ACTION ITEM:
Report every line of the material that contains the string "handlers".

TASK INPUT:

- Opening Delimiter -

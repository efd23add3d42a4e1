//! Routers: a gate plus an ordered handler list.
//!
//! [`Router`] is the capability set a [`Dispatcher`](crate::Dispatcher)
//! relies on. [`DefaultRouter`] composes a [`FilterManager`] as its gate with
//! a [`HandlerRegistrar`] as its dispatch list. Other variants usually keep a
//! registrar too and process events with [`route_through`].
//!
//! # Example
//!
//! ```rust,ignore
//! let mut router = DefaultRouter::named("messages")
//!     .with_filter(EventTypeFilter::new("message_new"));
//!
//! router.register_handler(filters![TextFilter::new("ping")], |event: BotEvent| async move {
//!     Ok(())
//! });
//! router.register_handler(filters![], fallback);
//! ```

use std::borrow::Cow;
use std::future::Future;

use async_trait::async_trait;
use tracing::{debug, trace};
use vkbot_core::BotEvent;

use crate::filter::{BoxedFilter, Filter, FilterManager};
use crate::handler::{Handler, HandlerResult};
use crate::outcome::{HandlerOutcome, RouteOutcome};
use crate::registrar::HandlerRegistrar;

/// Offers an event to each handler in order until one accepts it.
///
/// Handler `i + 1` is never touched before handler `i` has finished.
pub async fn route_through<R: Send + 'static>(
    registrar: &HandlerRegistrar<R>,
    event: &BotEvent,
) -> RouteOutcome<R> {
    for handler in registrar.handlers() {
        match handler.process_event(event).await {
            HandlerOutcome::Passed(result) => {
                debug!(handler = handler.display_name(), "Handler accepted event");
                return RouteOutcome::Handled(result);
            }
            HandlerOutcome::FiltersNotPassed => continue,
        }
    }

    trace!(handlers = registrar.len(), "No handler accepted event");
    RouteOutcome::HandlerNotFound
}

// ============================================================================
// Router Trait
// ============================================================================

/// A router variant.
///
/// Routers know nothing about each other and hold no per-event state, so the
/// same event always yields the same outcome from the same router.
#[async_trait]
pub trait Router<R>: Send + Sync {
    /// Returns `true` if this router should be tried for the event at all.
    async fn is_suitable(&self, event: &BotEvent) -> bool;

    /// Returns the router's handlers.
    fn registrar(&self) -> &HandlerRegistrar<R>;

    /// Processes the event with the first handler that accepts it.
    ///
    /// [`RouteOutcome::HandlerNotFound`] is a normal outcome meaning that
    /// another router may be tried.
    async fn process_event(&self, event: &BotEvent) -> RouteOutcome<R>;

    /// Name used in log output.
    fn name(&self) -> &str {
        "router"
    }
}

// ============================================================================
// DefaultRouter
// ============================================================================

/// The standard router: a conjunctive filter gate and an ordered handler list.
///
/// Registration needs `&mut self`; once the router is handed to a
/// [`Dispatcher`](crate::Dispatcher) it is shared immutably and can no longer
/// change.
pub struct DefaultRouter<R = HandlerResult> {
    name: Cow<'static, str>,
    filter_manager: FilterManager,
    registrar: HandlerRegistrar<R>,
}

impl<R: Send + 'static> DefaultRouter<R> {
    /// Creates a router without filters or handlers.
    pub fn new() -> Self {
        Self::named("default")
    }

    /// Creates a named router.
    pub fn named(name: impl Into<Cow<'static, str>>) -> Self {
        Self {
            name: name.into(),
            filter_manager: FilterManager::new(),
            registrar: HandlerRegistrar::new(),
        }
    }

    /// Adds a router-level filter (builder pattern).
    pub fn with_filter<F: Filter + 'static>(mut self, filter: F) -> Self {
        self.filter_manager.add_filter(filter);
        self
    }

    /// Adds a router-level filter.
    pub fn add_filter<F: Filter + 'static>(&mut self, filter: F) -> &mut Self {
        self.filter_manager.add_filter(filter);
        self
    }

    /// Adds an already boxed router-level filter.
    pub fn add_boxed_filter(&mut self, filter: BoxedFilter) -> &mut Self {
        self.filter_manager.add_boxed(filter);
        self
    }

    /// Returns the router-level filters.
    pub fn filter_manager(&self) -> &FilterManager {
        &self.filter_manager
    }

    /// Returns the registrar for setup code that builds handlers by hand.
    pub fn registrar_mut(&mut self) -> &mut HandlerRegistrar<R> {
        &mut self.registrar
    }

    /// Appends a finished handler.
    pub fn register(&mut self, handler: Handler<R>) -> &mut Self {
        self.registrar.register(handler);
        self
    }

    /// Builds a handler from `filters` and `callback` and appends it.
    ///
    /// Equivalent to building through [`HandlerRegistrar::builder`] and calling
    /// [`register`](Self::register).
    pub fn register_handler<F, Fut>(
        &mut self,
        filters: impl IntoIterator<Item = BoxedFilter>,
        callback: F,
    ) -> &mut Self
    where
        F: Fn(BotEvent) -> Fut + Send + Sync + 'static,
        Fut: Future<Output = R> + Send + 'static,
    {
        let handler = self
            .registrar
            .builder()
            .with_filters(filters)
            .handle(callback)
            .ready();
        self.register(handler)
    }
}

impl<R: Send + 'static> Default for DefaultRouter<R> {
    fn default() -> Self {
        Self::new()
    }
}

#[async_trait]
impl<R: Send + 'static> Router<R> for DefaultRouter<R> {
    async fn is_suitable(&self, event: &BotEvent) -> bool {
        self.filter_manager.execute_filters(event).await
    }

    async fn process_event(&self, event: &BotEvent) -> RouteOutcome<R> {
        route_through(&self.registrar, event).await
    }

    fn registrar(&self) -> &HandlerRegistrar<R> {
        &self.registrar
    }

    fn name(&self) -> &str {
        &self.name
    }
}

impl<R> std::fmt::Debug for DefaultRouter<R> {
    fn fmt(&self, f: &mut std::fmt::Formatter<'_>) -> std::fmt::Result {
        f.debug_struct("DefaultRouter")
            .field("name", &self.name)
            .field("filters", &self.filter_manager)
            .field("handler_count", &self.registrar.len())
            .finish()
    }
}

- Closing Delimiter -

TASK SOLUTION:
    for handler in registrar.handlers() {
    trace!(handlers = registrar.len(), "No handler accepted event");
    /// Returns the router's handlers.
    /// Creates a router without filters or handlers.
    /// Returns the registrar for setup code that builds handlers by hand.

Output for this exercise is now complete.